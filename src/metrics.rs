use std::sync::atomic::{AtomicU64, Ordering};

/// Thread-safe counters describing summarization activity.
#[derive(Default)]
pub struct SummaryMetrics {
    text_requests: AtomicU64,
    file_requests: AtomicU64,
    chunks_summarized: AtomicU64,
    failures: AtomicU64,
}

impl SummaryMetrics {
    /// Create an empty metrics accumulator.
    pub fn new() -> Self {
        Self::default()
    }

    /// Record a summarized raw-text request and its chunk count.
    pub fn record_text(&self, chunk_count: u64) {
        self.text_requests.fetch_add(1, Ordering::Relaxed);
        self.chunks_summarized
            .fetch_add(chunk_count, Ordering::Relaxed);
    }

    /// Record a summarized upload and its chunk count.
    pub fn record_file(&self, chunk_count: u64) {
        self.file_requests.fetch_add(1, Ordering::Relaxed);
        self.chunks_summarized
            .fetch_add(chunk_count, Ordering::Relaxed);
    }

    /// Record a request that ended in an error.
    pub fn record_failure(&self) {
        self.failures.fetch_add(1, Ordering::Relaxed);
    }

    /// Return a snapshot of the current counters.
    pub fn snapshot(&self) -> MetricsSnapshot {
        MetricsSnapshot {
            text_requests: self.text_requests.load(Ordering::Relaxed),
            file_requests: self.file_requests.load(Ordering::Relaxed),
            chunks_summarized: self.chunks_summarized.load(Ordering::Relaxed),
            failures: self.failures.load(Ordering::Relaxed),
        }
    }
}

/// Immutable view of the summarization counters.
#[derive(Debug, Clone, Copy, Default, PartialEq, Eq, serde::Serialize)]
pub struct MetricsSnapshot {
    /// Successful `POST /summarize` requests since startup.
    pub text_requests: u64,
    /// Successful `POST /summarize-file` requests since startup.
    pub file_requests: u64,
    /// Chunks passed through the model across all successful requests.
    pub chunks_summarized: u64,
    /// Requests rejected or failed.
    pub failures: u64,
}

#[cfg(test)]
mod tests {
    use super::*;

    #[test]
    fn records_requests_and_chunks() {
        let metrics = SummaryMetrics::new();
        metrics.record_text(2);
        metrics.record_file(3);
        metrics.record_failure();

        let snapshot = metrics.snapshot();
        assert_eq!(snapshot.text_requests, 1);
        assert_eq!(snapshot.file_requests, 1);
        assert_eq!(snapshot.chunks_summarized, 5);
        assert_eq!(snapshot.failures, 1);
    }

    #[test]
    fn snapshot_starts_empty() {
        assert_eq!(SummaryMetrics::new().snapshot(), MetricsSnapshot::default());
    }
}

◆ ◆ ◆

• Task details
Show each line of the material that includes the word "POST".

• Solution to this task
    /// Successful `POST /summarize` requests since startup.
    /// Successful `POST /summarize-file` requests since startup.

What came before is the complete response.